Jornal de 1860 ilustra navio capturado quando ia para Cuba (Imagem New York Public Library) |
Organizado por historiadores da Universidade de Emory, em Atlanta, nos Estados Unidos, e de Hull, na Inglaterra, o banco de dados reúne quase 35 mil viagens de navios negreiros realizadas entre 1501, quando há registro da primeira leva de escravos, e 1867, quando o tráfico foi abolido.
O site, a que a BBC Brasil teve acesso, será lançado junto com um volume de ensaios cuja previsão é chegar às livrarias em janeiro de 2008.

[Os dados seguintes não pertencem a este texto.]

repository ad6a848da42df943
/// Convenience result type used across sweepgrid.
pub type SweepResult<T> = Result<T, SweepError>;

/// Top-level error taxonomy used by planner and backend APIs.
///
/// Per-clip problems (an unparsable folder name, a failed probe or resize) are not
/// represented here: they are logged and degraded by the caller instead of aborting a run.
#[derive(thiserror::Error, Debug)]
pub enum SweepError {
    /// Invalid user-provided options or configuration values.
    #[error("validation error: {0}")]
    Validation(String),

    /// No usable media engine could be found.
    #[error("configuration error: {0}")]
    Config(String),

    /// Missing, unreadable or empty batch directory.
    #[error("input error: {0}")]
    Input(String),

    /// Duration probe failed for a clip.
    #[error("probe error: {0}")]
    Probe(String),

    /// Rescaling a clip (or synthesizing a placeholder) failed.
    #[error("resize error: {0}")]
    Resize(String),

    /// Final compositing/encoding failed.
    #[error("compose error: {0}")]
    Compose(String),

    /// Errors when serializing or deserializing data structures.
    #[error("serialization error: {0}")]
    Serde(String),

    /// Wrapped lower-level error from dependencies or IO.
    #[error(transparent)]
    Other(#[from] anyhow::Error),
}

impl SweepError {
    /// Build a [`SweepError::Validation`] value.
    pub fn validation(msg: impl Into<String>) -> Self {
        Self::Validation(msg.into())
    }

    /// Build a [`SweepError::Config`] value.
    pub fn config(msg: impl Into<String>) -> Self {
        Self::Config(msg.into())
    }

    /// Build a [`SweepError::Input`] value.
    pub fn input(msg: impl Into<String>) -> Self {
        Self::Input(msg.into())
    }

    /// Build a [`SweepError::Probe`] value.
    pub fn probe(msg: impl Into<String>) -> Self {
        Self::Probe(msg.into())
    }

    /// Build a [`SweepError::Resize`] value.
    pub fn resize(msg: impl Into<String>) -> Self {
        Self::Resize(msg.into())
    }

    /// Build a [`SweepError::Compose`] value.
    pub fn compose(msg: impl Into<String>) -> Self {
        Self::Compose(msg.into())
    }

    /// Build a [`SweepError::Serde`] value.
    pub fn serde(msg: impl Into<String>) -> Self {
        Self::Serde(msg.into())
    }
}

#[cfg(test)]
#[path = "../../tests/unit/foundation/error.rs"]
mod tests;
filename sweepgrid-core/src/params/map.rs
use crate::params::value::ParameterValue;

/// Parameter name to value mapping decoded from one folder name.
///
/// Keys are unique and keep first-insertion order; re-inserting a key replaces its value in
/// place. Equality ignores order.
#[derive(Clone, Debug, Default)]
pub struct ParameterMap {
    entries: Vec<(String, ParameterValue)>,
}

impl ParameterMap {
    /// Empty map.
    pub fn new() -> Self {
        Self::default()
    }

    /// Insert or overwrite `name`, returning the previous value.
    pub fn insert(
        &mut self,
        name: impl Into<String>,
        value: ParameterValue,
    ) -> Option<ParameterValue> {
        let name = name.into();
        match self.entries.iter_mut().find(|(k, _)| *k == name) {
            Some((_, slot)) => Some(std::mem::replace(slot, value)),
            None => {
                self.entries.push((name, value));
                None
            }
        }
    }

    /// Overwrite every key present in `other`.
    pub fn overwrite_with(&mut self, other: ParameterMap) {
        for (name, value) in other.entries {
            self.insert(name, value);
        }
    }

    /// Value stored under `name`.
    pub fn get(&self, name: &str) -> Option<&ParameterValue> {
        self.entries
            .iter()
            .find(|(k, _)| k == name)
            .map(|(_, v)| v)
    }

    /// `true` if `name` has a value.
    pub fn contains_key(&self, name: &str) -> bool {
        self.get(name).is_some()
    }

    /// Entries in insertion order.
    pub fn iter(&self) -> impl Iterator<Item = (&str, &ParameterValue)> {
        self.entries.iter().map(|(k, v)| (k.as_str(), v))
    }

    /// Number of parameters.
    pub fn len(&self) -> usize {
        self.entries.len()
    }

    /// `true` when nothing was recognized.
    pub fn is_empty(&self) -> bool {
        self.entries.is_empty()
    }
}

impl PartialEq for ParameterMap {
    fn eq(&self, other: &Self) -> bool {
        self.len() == other.len() && self.iter().all(|(k, v)| other.get(k) == Some(v))
    }
}

impl<K: Into<String>> FromIterator<(K, ParameterValue)> for ParameterMap {
    fn from_iter<I: IntoIterator<Item = (K, ParameterValue)>>(iter: I) -> Self {
        let mut map = Self::new();
        for (k, v) in iter {
            map.insert(k, v);
        }
        map
    }
}

impl serde::Serialize for ParameterMap {
    fn serialize<S: serde::Serializer>(&self, serializer: S) -> Result<S::Ok, S::Error> {
        serializer.collect_map(self.iter())
    }
}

O banco de dados é uma volumosa atualização de um CD-Rom lançado em 1999 por Richardson e o historiador David Eltis, de Emory, que continha informações sobre 27 mil viagens de navios negreiros.
Hegemonia
Para pesquisadores brasileiros, a nova edição online é ainda mais importante porque o grosso das informações adicionadas no banco trata de expedições à América Latina, em especial ao Brasil.

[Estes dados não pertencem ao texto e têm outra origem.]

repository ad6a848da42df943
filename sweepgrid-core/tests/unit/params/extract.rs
use super::*;

fn extractor() -> Extractor {
    Extractor::new(&ExtractorConfig::default()).unwrap()
}

#[test]
fn schedule_pair_short_circuits_with_canonical_names() {
    let params = extractor().extract("20250610233650_A_strength_schedule_0.4_cfg_scale_schedule_7");
    assert_eq!(params.len(), 2);
    assert_eq!(
        params.get("strength_schedule"),
        Some(&ParameterValue::Float(0.4))
    );
    assert_eq!(
        params.get("cfg_scale_schedule"),
        Some(&ParameterValue::Int(7))
    );
}

#[test]
fn timestamp_never_survives_as_name_or_value() {
    let ex = extractor();
    for folder in [
        "20250610233650_seed_42",
        "run_20250610233650_steps_30",
        "20250610233650",
        "20250610233650_20250610233651_cfg_7",
    ] {
        let params = ex.extract(folder);
        for (name, value) in params.iter() {
            assert!(!name.contains("20250610233650"), "{folder}: name {name}");
            assert!(!name.contains("20250610233651"), "{folder}: name {name}");
            assert_ne!(value.label(), "20250610233650", "{folder}");
        }
    }
}

#[test]
fn strip_timestamps_removes_trailing_separator() {
    let ex = extractor();
    assert_eq!(ex.strip_timestamps("20250610233650_A"), "A");
    assert_eq!(ex.strip_timestamps("A_20250610233650"), "A_");
    assert_eq!(ex.strip_timestamps("A_123"), "A_123");
}

#[test]
fn stop_words_are_skipped_unless_value_is_numeric() {
    let ex = extractor();
    assert!(ex.extract("fixed_prompt").is_empty());
    assert!(ex.extract("BEST_run").is_empty());
    let params = ex.extract("seed_42");
    assert_eq!(params.get("seed"), Some(&ParameterValue::Int(42)));
}

#[test]
fn numeric_names_are_skipped() {
    assert!(extractor().extract("123_abc").is_empty());
}

#[test]
fn stop_list_is_configurable() {
    let default = extractor();
    assert_eq!(
        default.extract("quality_high").get("quality"),
        Some(&ParameterValue::from("high"))
    );

    let custom = Extractor::new(&ExtractorConfig {
        stop_words: ["Quality".to_string()].into(),
        ..ExtractorConfig::default()
    })
    .unwrap();
    assert!(custom.extract("quality_high").is_empty());
    // Words dropped from the list are ordinary names again.
    assert!(!custom.extract("fixed_prompt").is_empty());
}

#[test]
fn two_axis_quadruple_overwrites_token_pairs() {
    let params = extractor().extract("A_steps_10_cfg_7");
    assert_eq!(params.get("steps"), Some(&ParameterValue::Int(10)));
    assert_eq!(params.get("cfg"), Some(&ParameterValue::Int(7)));
}

#[test]
fn dash_separated_pairs_are_recognized() {
    let params = extractor().extract("sampler-euler_steps-30");
    assert_eq!(params.get("sampler"), Some(&ParameterValue::from("euler")));
    assert_eq!(params.get("steps"), Some(&ParameterValue::Int(30)));
    assert!(params.iter().all(|(name, _)| !name.starts_with('_')));
}

#[test]
fn dash_pairs_after_a_separator_keep_a_clean_name() {
    // Only the token-pair strategy reaches the third pair.
    let params = extractor().extract("a-1_b-2_c-3");
    assert_eq!(params.get("c"), Some(&ParameterValue::Int(3)));
    assert_eq!(params.get("_c"), None);
}

#[test]
fn unparsable_names_yield_empty_maps() {
    let ex = extractor();
    assert!(ex.extract("").is_empty());
    assert!(ex.extract("justaname").is_empty());
    assert!(ex.extract("20250610233650").is_empty());
}

#[test]
fn strategies_run_in_documented_order() {
    let names: Vec<&str> = extractor().strategies().iter().map(|s| s.name).collect();
    assert_eq!(names, vec!["schedule_pair", "token_pairs", "two_axis"]);
    assert_eq!(extractor().strategies()[0].merge, MergePolicy::Exclusive);
}

#[test]
fn zero_timestamp_digits_is_rejected() {
    let err = Extractor::new(&ExtractorConfig {
        timestamp_digits: 0,
        ..ExtractorConfig::default()
    })
    .unwrap_err();
    assert!(err.to_string().contains("timestamp_digits"));
}
pub(crate) mod extract;
pub(crate) mod map;
pub(crate) mod space;
pub(crate) mod value;
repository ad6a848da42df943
pub(crate) mod config;
pub(crate) mod core;
pub(crate) mod error;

Mais de 5,2 mil jornadas de navios brasileiros e portugueses foram mapeadas pela primeira vez. Levando em conta todas as nacionalidades, quase 20 mil viagens que já estavam incluídas na primeira edição ganharam novos dados.
Eltis e Richardson sublinham que os novos dados mostram uma hegemonia de portugueses e brasileiros no comércio de escravos "bem maior do que pensávamos há cinco anos".
Embarcações brasileiras e portuguesas carregaram quase 5,8 milhões de escravos, cerca de 95% deles para o Brasil. Navios britânicos, que o senso comum julga serem os mais ativos no comércio negreiro, levaram cerca de 3,1 milhões.
"Os ingleses, na verdade, não foram os maiores mercadores de escravos, como muitos supõem. Agora, parece que a dominância britânica do tráfico de escravos se resumiu a apenas oito de treze décadas entre 1681 e 1807, entre dois longos períodos de hegemonia brasileira e portuguesa em que a participação britânica foi trivial", escrevem os pesquisadores.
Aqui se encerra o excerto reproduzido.